*TASK*:
Wherever the word "common" occurs in the listing below, copy that whole line.

--------

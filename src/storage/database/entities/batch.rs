use sea_orm::entity::prelude::*;
use serde::{Deserialize, Serialize};

/// Uploaded cut file database model
#[derive(Clone, Debug, PartialEq, DeriveEntityModel, Eq, Serialize, Deserialize)]
#[sea_orm(table_name = "batches")]
pub struct Model {
    /// Batch ID
    #[sea_orm(primary_key, auto_increment = false)]
    pub id: Uuid,

    /// Original filename of the upload
    pub filename: String,

    /// Logical snapshot date
    pub cut_date: Date,

    /// Number of records persisted
    pub total_records: i32,

    /// Processing status
    pub status: String,

    /// Batch creation timestamp
    pub created_at: DateTimeWithTimeZone,
}

/// Batch entity relations
#[derive(Copy, Clone, Debug, EnumIter, DeriveRelation)]
pub enum Relation {
    /// Records parsed from this batch
    #[sea_orm(has_many = "super::record::Entity")]
    Record,
}

impl Related<super::record::Entity> for Entity {
    fn to() -> RelationDef {
        Relation::Record.def()
    }
}

impl ActiveModelBehavior for ActiveModel {}
//! Cells that had to be defaulted during normalization

use serde::Serialize;
use std::fmt;

/// Why a cell was replaced by a default
#[derive(Debug, Clone, Copy, PartialEq, Eq, Serialize)]
#[serde(rename_all = "snake_case")]
pub enum IssueKind {
    /// Birth date missing or blank; cut-date substituted
    MissingDate,
    /// Birth date did not match the configured format; cut-date substituted
    InvalidDate,
    /// Flag cell held something other than `X` or blank; read as false
    UnexpectedFlag,
    /// Single-character cell held more; only the first character kept
    Truncated,
}

impl fmt::Display for IssueKind {
    fn fmt(&self, f: &mut fmt::Formatter<'_>) -> fmt::Result {
        let text = match self {
            Self::MissingDate => "missing date",
            Self::InvalidDate => "invalid date",
            Self::UnexpectedFlag => "unexpected flag value",
            Self::Truncated => "value truncated to one character",
        };
        f.write_str(text)
    }
}

/// A present-but-malformed (or missing) cell that was normalized to a default
#[derive(Debug, Clone, PartialEq, Eq, Serialize)]
pub struct FieldIssue {
    /// 1-based data row
    pub row: usize,
    pub column: &'static str,
    /// Raw cell content, empty when the cell was absent
    pub value: String,
    pub kind: IssueKind,
}

impl fmt::Display for FieldIssue {
    fn fmt(&self, f: &mut fmt::Formatter<'_>) -> fmt::Result {
        write!(
            f,
            "row {} column {}: {} ({:?})",
            self.row, self.column, self.kind, self.value
        )
    }
}

/// Render up to `limit` issues as one line for logs and error messages
pub fn summarize(issues: &[FieldIssue], limit: usize) -> String {
    let mut parts: Vec<String> = issues.iter().take(limit).map(|i| i.to_string()).collect();
    if issues.len() > limit {
        parts.push(format!("and {} more", issues.len() - limit));
    }
    parts.join("; ")
}
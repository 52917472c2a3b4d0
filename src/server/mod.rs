//! HTTP server implementation
//!
//! This module provides the HTTP server and routing functionality.

pub mod routes;

pub mod builder;
mod handlers;
pub mod server;
pub mod state;
mod utils;

pub use server::{HttpServer, create_app};
pub use state::AppState;
//! Application state shared across HTTP handlers

use crate::config::Config;
use crate::core::analytics::RegistryQueries;
use crate::core::ingest::BatchIngestor;
use crate::storage::StorageLayer;
use std::sync::Arc;

/// HTTP server state shared across handlers
///
/// Read-only after startup; every field is behind an `Arc` so cloning per
/// worker is cheap.
#[derive(Clone)]
pub struct AppState {
    /// Service configuration
    pub config: Arc<Config>,
    /// Storage layer
    pub storage: Arc<StorageLayer>,
    /// Upload ingestion
    pub ingestor: Arc<BatchIngestor>,
    /// Read-only queries
    pub queries: Arc<RegistryQueries>,
}

impl AppState {
    /// Wire the services against the storage layer
    pub fn new(config: Config, storage: StorageLayer) -> Self {
        let store = storage.store();
        let ingestor = BatchIngestor::new(store.clone(), config.ingest().clone());
        let queries = RegistryQueries::new(store, config.ingest());
        Self {
            config: Arc::new(config),
            storage: Arc::new(storage),
            ingestor: Arc::new(ingestor),
            queries: Arc::new(queries),
        }
    }

    /// Replace the ingestor, e.g. to pin its clock
    pub fn with_ingestor(mut self, ingestor: BatchIngestor) -> Self {
        self.ingestor = Arc::new(ingestor);
        self
    }

    /// Get service configuration
    pub fn config(&self) -> &Config {
        &self.config
    }
}
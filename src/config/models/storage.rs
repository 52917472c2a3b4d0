//! Storage configuration

use super::*;
use serde::{Deserialize, Serialize};

/// Storage configuration
#[derive(Debug, Clone, Serialize, Deserialize, Default)]
pub struct StorageConfig {
    /// Database configuration
    #[serde(default)]
    pub database: DatabaseConfig,
}

/// Database configuration
#[derive(Debug, Clone, Serialize, Deserialize)]
pub struct DatabaseConfig {
    /// Database URL (`sqlite://...` or `postgres://...`)
    #[serde(default = "default_database_url")]
    pub url: String,
    /// Maximum connections
    #[serde(default = "default_max_connections")]
    pub max_connections: u32,
    /// Connection timeout in seconds
    #[serde(default = "default_connection_timeout")]
    pub connection_timeout: u64,
    /// Run pending migrations on startup
    #[serde(default = "default_true")]
    pub run_migrations: bool,
}

impl Default for DatabaseConfig {
    fn default() -> Self {
        Self {
            url: default_database_url(),
            max_connections: default_max_connections(),
            connection_timeout: default_connection_timeout(),
            run_migrations: true,
        }
    }
}

impl DatabaseConfig {
    /// Whether the URL points at an in-memory SQLite database
    pub fn is_in_memory(&self) -> bool {
        self.url.starts_with("sqlite") && self.url.contains(":memory:")
    }

    /// Validate database configuration
    pub fn validate(&self) -> Result<(), String> {
        if self.url.is_empty() {
            return Err("Database URL is required".to_string());
        }
        if !(self.url.starts_with("sqlite:")
            || self.url.starts_with("postgres://")
            || self.url.starts_with("postgresql://"))
        {
            return Err(format!("Unsupported database URL scheme: {}", self.url));
        }
        if self.max_connections == 0 {
            return Err("max_connections must be greater than 0".to_string());
        }
        if self.is_in_memory() && self.max_connections != 1 {
            // Every pooled connection to :memory: opens its own empty database
            return Err("In-memory SQLite requires max_connections = 1".to_string());
        }
        Ok(())
    }
}
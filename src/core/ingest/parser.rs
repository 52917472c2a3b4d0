//! Cut-file tabular parsing

use crate::core::normalizer::HeaderIndex;
use crate::utils::error::{RegistryError, Result};
use csv::{ReaderBuilder, StringRecord, Trim};

const BOM: char = '\u{feff}';

/// Header index plus every data row of an uploaded file
#[derive(Debug, Clone)]
pub struct ParsedFile {
    pub headers: HeaderIndex,
    pub rows: Vec<StringRecord>,
}

impl ParsedFile {
    /// Number of data rows
    pub fn len(&self) -> usize {
        self.rows.len()
    }

    pub fn is_empty(&self) -> bool {
        self.rows.is_empty()
    }
}

/// Parse delimited text with a mandatory header row.
///
/// Rows shorter than the header are kept (missing cells read as absent);
/// rows longer than the header fail the whole file.
pub fn parse_csv(content: &[u8], delimiter: u8) -> Result<ParsedFile> {
    let text = std::str::from_utf8(content)?;
    let text = text.strip_prefix(BOM).unwrap_or(text);

    if text.trim().is_empty() {
        return Err(RegistryError::parse("no columns to parse from file"));
    }

    let mut reader = ReaderBuilder::new()
        .delimiter(delimiter)
        .has_headers(true)
        .flexible(true)
        .trim(Trim::None)
        .from_reader(text.as_bytes());

    let header_record = reader.headers()?.clone();
    if header_record.iter().all(|h| h.trim().is_empty()) {
        return Err(RegistryError::parse("no columns to parse from file"));
    }
    let width = header_record.len();

    let mut rows = Vec::new();
    for result in reader.records() {
        let record = result?;
        if record.len() > width {
            let line = record.position().map(|p| p.line()).unwrap_or_default();
            return Err(RegistryError::parse(format!(
                "expected {} fields in line {}, saw {}",
                width,
                line,
                record.len()
            )));
        }
        rows.push(record);
    }

    Ok(ParsedFile {
        headers: HeaderIndex::from_headers(&header_record),
        rows,
    })
}
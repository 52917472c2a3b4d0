//! # fonasa-registry
//!
//! Ingestion and reporting service for FONASA beneficiary registry cut
//! files.
//!
//! A cut file is a CSV snapshot of the beneficiaries enrolled at a set of
//! health facilities. Each upload becomes a [`core::models::Batch`] whose
//! rows are normalized into [`core::models::Record`]s and stored in one
//! transaction. The HTTP API then serves accepted/rejected tallies, a
//! rejection-reason histogram and record listings.
//!
//! ## Layout
//!
//! - [`core::normalizer`] turns a raw row into a typed record
//! - [`core::ingest`] parses uploads and persists batches
//! - [`core::analytics`] answers read-only queries
//! - [`storage`] implements [`core::traits::RegistryStore`] with SeaORM
//! - [`server`] exposes everything over actix-web
//!
//! ```rust,no_run
//! use fonasa_registry::{Config, server};
//!
//! #[tokio::main]
//! async fn main() -> Result<(), Box<dyn std::error::Error>> {
//!     let config = Config::load("config/registry.yaml").await?;
//!     server::builder::run_server(config).await?;
//!     Ok(())
//! }
//! ```

#![warn(clippy::all)]
#![allow(clippy::module_inception)]

pub mod config;
pub mod core;
pub mod server;
pub mod storage;
pub mod utils;

// Re-export main types
pub use config::Config;
pub use core::analytics::RegistryQueries;
pub use core::ingest::BatchIngestor;
pub use core::models::{Batch, BatchStatus, OutcomeTally, ReasonCount, Record, RecordView};
pub use storage::StorageLayer;
pub use utils::error::{RegistryError, Result};

/// Current version of the crate
pub const VERSION: &str = env!("CARGO_PKG_VERSION");
/// Name of the crate
pub const NAME: &str = env!("CARGO_PKG_NAME");
//! HTTP API integration tests
//!
//! Drives the full actix application over an in-memory database.

#[cfg(test)]
mod tests {
    use crate::common::database::{test_config, test_state};
    use crate::common::{CutFile, Row};
    use actix_web::http::StatusCode;
    use actix_web::{test, web};
    use fonasa_registry::server::create_app;
    use serde_json::Value;

    const BOUNDARY: &str = "----registry-test-boundary";

    fn multipart_body(field: &str, filename: &str, content: &str) -> Vec<u8> {
        format!(
            "--{b}\r\nContent-Disposition: form-data; name=\"{field}\"; filename=\"{filename}\"\r\n\
             Content-Type: text/csv\r\n\r\n{content}\r\n--{b}--\r\n",
            b = BOUNDARY,
        )
        .into_bytes()
    }

    fn upload_request(field: &str, filename: &str, content: &str) -> test::TestRequest {
        test::TestRequest::post()
            .uri("/api/batches")
            .insert_header((
                "content-type",
                format!("multipart/form-data; boundary={}", BOUNDARY),
            ))
            .set_payload(multipart_body(field, filename, content))
    }

    fn sample_file() -> String {
        CutFile::new()
            .row(Row::new("11111111").outcome("Aceptado"))
            .row(Row::new("22222222").outcome("Rechazado").reason("Fallecido"))
            .row(Row::new("33333333").outcome("rechazado por X").reason("Fallecido"))
            .row(Row::new("44444444").outcome("").reason("Duplicado").newly_enrolled())
            .to_csv()
    }

    #[actix_web::test]
    async fn test_health_check() {
        let state = test_state(test_config()).await;
        let app = test::init_service(create_app(web::Data::new(state))).await;

        let req = test::TestRequest::get().uri("/health").to_request();
        let resp = test::call_service(&app, req).await;
        assert_eq!(resp.status(), StatusCode::OK);

        let body: Value = test::read_body_json(resp).await;
        assert_eq!(body["status"], "healthy");
        assert_eq!(body["storage"]["database"], true);
    }

    #[actix_web::test]
    async fn test_upload_and_query_flow() {
        let state = test_state(test_config()).await;
        let app = test::init_service(create_app(web::Data::new(state))).await;

        let req = upload_request("file", "corte_junio.csv", &sample_file()).to_request();
        let resp = test::call_service(&app, req).await;
        assert_eq!(resp.status(), StatusCode::CREATED);
        let batch: Value = test::read_body_json(resp).await;
        assert_eq!(batch["filename"], "corte_junio.csv");
        assert_eq!(batch["total_records"], 4);
        assert_eq!(batch["status"], "processed");
        let batch_id = batch["id"].as_str().unwrap().to_string();

        let req = test::TestRequest::get().uri("/api/batches").to_request();
        let batches: Value = test::call_and_read_body_json(&app, req).await;
        assert_eq!(batches.as_array().unwrap().len(), 1);

        let req = test::TestRequest::get()
            .uri(&format!("/api/batches/{}", batch_id))
            .to_request();
        let found: Value = test::call_and_read_body_json(&app, req).await;
        assert_eq!(found["id"], batch_id.as_str());

        let req = test::TestRequest::get().uri("/api/records/stats").to_request();
        let tally: Value = test::call_and_read_body_json(&app, req).await;
        assert_eq!(tally["accepted"], 1);
        assert_eq!(tally["rejected"], 2);

        let req = test::TestRequest::get()
            .uri(&format!("/api/records/stats?batch_id={}", batch_id))
            .to_request();
        let scoped: Value = test::call_and_read_body_json(&app, req).await;
        assert_eq!(scoped, tally);

        let req = test::TestRequest::get().uri("/api/records/reasons").to_request();
        let reasons: Value = test::call_and_read_body_json(&app, req).await;
        assert_eq!(
            reasons,
            serde_json::json!([
                {"reason": "Fallecido", "count": 2},
                {"reason": "Duplicado", "count": 1}
            ])
        );

        let req = test::TestRequest::get().uri("/api/records/all").to_request();
        let all: Value = test::call_and_read_body_json(&app, req).await;
        let all = all.as_array().unwrap();
        assert_eq!(all.len(), 4);
        assert_eq!(all[0]["run"], "11111111");
        assert_eq!(all[0]["batch_filename"], "corte_junio.csv");

        let record_id = all[3]["id"].as_str().unwrap();
        let req = test::TestRequest::get()
            .uri(&format!("/api/records/{}", record_id))
            .to_request();
        let record: Value = test::call_and_read_body_json(&app, req).await;
        assert_eq!(record["run"], "44444444");
        assert_eq!(record["newly_enrolled"], true);
        assert_eq!(record["rejection_reason"], "Duplicado");
    }

    #[actix_web::test]
    async fn test_record_listing_paginates_and_filters() {
        let state = test_state(test_config()).await;
        let app = test::init_service(create_app(web::Data::new(state))).await;

        let req = upload_request("file", "corte.csv", &sample_file()).to_request();
        assert_eq!(test::call_service(&app, req).await.status(), StatusCode::CREATED);

        let req = test::TestRequest::get()
            .uri("/api/records?page=2&page_size=3")
            .to_request();
        let page: Value = test::call_and_read_body_json(&app, req).await;
        assert_eq!(page["items"].as_array().unwrap().len(), 1);
        assert_eq!(page["pagination"]["total"], 4);
        assert_eq!(page["pagination"]["pages"], 2);
        assert_eq!(page["pagination"]["has_next"], false);
        assert_eq!(page["pagination"]["has_prev"], true);

        let req = test::TestRequest::get()
            .uri("/api/records?newly_enrolled=yes")
            .to_request();
        let page: Value = test::call_and_read_body_json(&app, req).await;
        assert_eq!(page["pagination"]["total"], 1);
        assert_eq!(page["items"][0]["run"], "44444444");

        let req = test::TestRequest::get()
            .uri("/api/records?search=2222")
            .to_request();
        let page: Value = test::call_and_read_body_json(&app, req).await;
        assert_eq!(page["pagination"]["total"], 1);
    }

    #[actix_web::test]
    async fn test_delete_batch_then_not_found() {
        let state = test_state(test_config()).await;
        let app = test::init_service(create_app(web::Data::new(state))).await;

        let req = upload_request("file", "corte.csv", &sample_file()).to_request();
        let batch: Value = test::call_and_read_body_json(&app, req).await;
        let uri = format!("/api/batches/{}", batch["id"].as_str().unwrap());

        let req = test::TestRequest::delete().uri(&uri).to_request();
        let resp = test::call_service(&app, req).await;
        assert_eq!(resp.status(), StatusCode::NO_CONTENT);

        let req = test::TestRequest::delete().uri(&uri).to_request();
        let resp = test::call_service(&app, req).await;
        assert_eq!(resp.status(), StatusCode::NOT_FOUND);
        let body: Value = test::read_body_json(resp).await;
        assert_eq!(body["code"], "NOT_FOUND");

        let req = test::TestRequest::get().uri("/api/records/all").to_request();
        let all: Value = test::call_and_read_body_json(&app, req).await;
        assert!(all.as_array().unwrap().is_empty());
    }

    #[actix_web::test]
    async fn test_upload_without_file_field() {
        let state = test_state(test_config()).await;
        let app = test::init_service(create_app(web::Data::new(state))).await;

        let req = upload_request("document", "corte.csv", &sample_file()).to_request();
        let resp = test::call_service(&app, req).await;
        assert_eq!(resp.status(), StatusCode::BAD_REQUEST);
        let body: Value = test::read_body_json(resp).await;
        assert_eq!(body["code"], "MISSING_INPUT");

        let req = test::TestRequest::get().uri("/api/batches").to_request();
        let batches: Value = test::call_and_read_body_json(&app, req).await;
        assert!(batches.as_array().unwrap().is_empty());

        let req = test::TestRequest::get().uri("/api/records/all").to_request();
        let records: Value = test::call_and_read_body_json(&app, req).await;
        assert!(records.as_array().unwrap().is_empty());
    }

    #[actix_web::test]
    async fn test_upload_malformed_file() {
        let state = test_state(test_config()).await;
        let app = test::init_service(create_app(web::Data::new(state))).await;

        let content = "RUN,DV\n1,K,extra\n";
        let req = upload_request("file", "roto.csv", content).to_request();
        let resp = test::call_service(&app, req).await;
        assert_eq!(resp.status(), StatusCode::BAD_REQUEST);
        let body: Value = test::read_body_json(resp).await;
        assert_eq!(body["code"], "PARSE_ERROR");

        let req = test::TestRequest::get().uri("/api/batches").to_request();
        let batches: Value = test::call_and_read_body_json(&app, req).await;
        assert!(batches.as_array().unwrap().is_empty());
    }

    #[actix_web::test]
    async fn test_upload_too_large() {
        let mut config = test_config();
        config.app.server.max_body_size = 64;
        let state = test_state(config).await;
        let app = test::init_service(create_app(web::Data::new(state))).await;

        let req = upload_request("file", "corte.csv", &sample_file()).to_request();
        let resp = test::call_service(&app, req).await;
        assert_eq!(resp.status(), StatusCode::PAYLOAD_TOO_LARGE);
    }

    #[actix_web::test]
    async fn test_invalid_ids_are_not_found() {
        let state = test_state(test_config()).await;
        let app = test::init_service(create_app(web::Data::new(state))).await;

        for uri in ["/api/batches/not-a-uuid", "/api/records/not-a-uuid"] {
            let req = test::TestRequest::get().uri(uri).to_request();
            let resp = test::call_service(&app, req).await;
            assert_eq!(resp.status(), StatusCode::NOT_FOUND, "{}", uri);
        }

        let req = test::TestRequest::get()
            .uri(&format!("/api/records/{}", uuid::Uuid::new_v4()))
            .to_request();
        let resp = test::call_service(&app, req).await;
        assert_eq!(resp.status(), StatusCode::NOT_FOUND);
    }

    #[actix_web::test]
    async fn test_bad_query_parameters() {
        let state = test_state(test_config()).await;
        let app = test::init_service(create_app(web::Data::new(state))).await;

        let cases = [
            "/api/records?newly_enrolled=maybe",
            "/api/records?page=0",
            "/api/records?page_size=5000",
            "/api/records?page=abc",
            "/api/records?page=18446744073709551615&page_size=1000",
            "/api/records?page=9223372036854777&page_size=1000",
            "/api/records/stats?batch_id=nope",
        ];
        for uri in cases {
            let req = test::TestRequest::get().uri(uri).to_request();
            let resp = test::call_service(&app, req).await;
            assert_eq!(resp.status(), StatusCode::BAD_REQUEST, "{}", uri);
            let body: Value = test::read_body_json(resp).await;
            assert_eq!(body["code"], "VALIDATION_ERROR", "{}", uri);
        }
    }

    #[actix_web::test]
    async fn test_empty_store_aggregates() {
        let state = test_state(test_config()).await;
        let app = test::init_service(create_app(web::Data::new(state))).await;

        let req = test::TestRequest::get().uri("/api/records/stats").to_request();
        let tally: Value = test::call_and_read_body_json(&app, req).await;
        assert_eq!(tally, serde_json::json!({"accepted": 0, "rejected": 0}));

        let req = test::TestRequest::get()
            .uri("/api/records/reasons")
            .to_request();
        let reasons: Value = test::call_and_read_body_json(&app, req).await;
        assert_eq!(reasons, serde_json::json!([]));
    }
}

--------

*WRITTEN REPLY*:
    use crate::common::database::{test_config, test_state};
    use crate::common::{CutFile, Row};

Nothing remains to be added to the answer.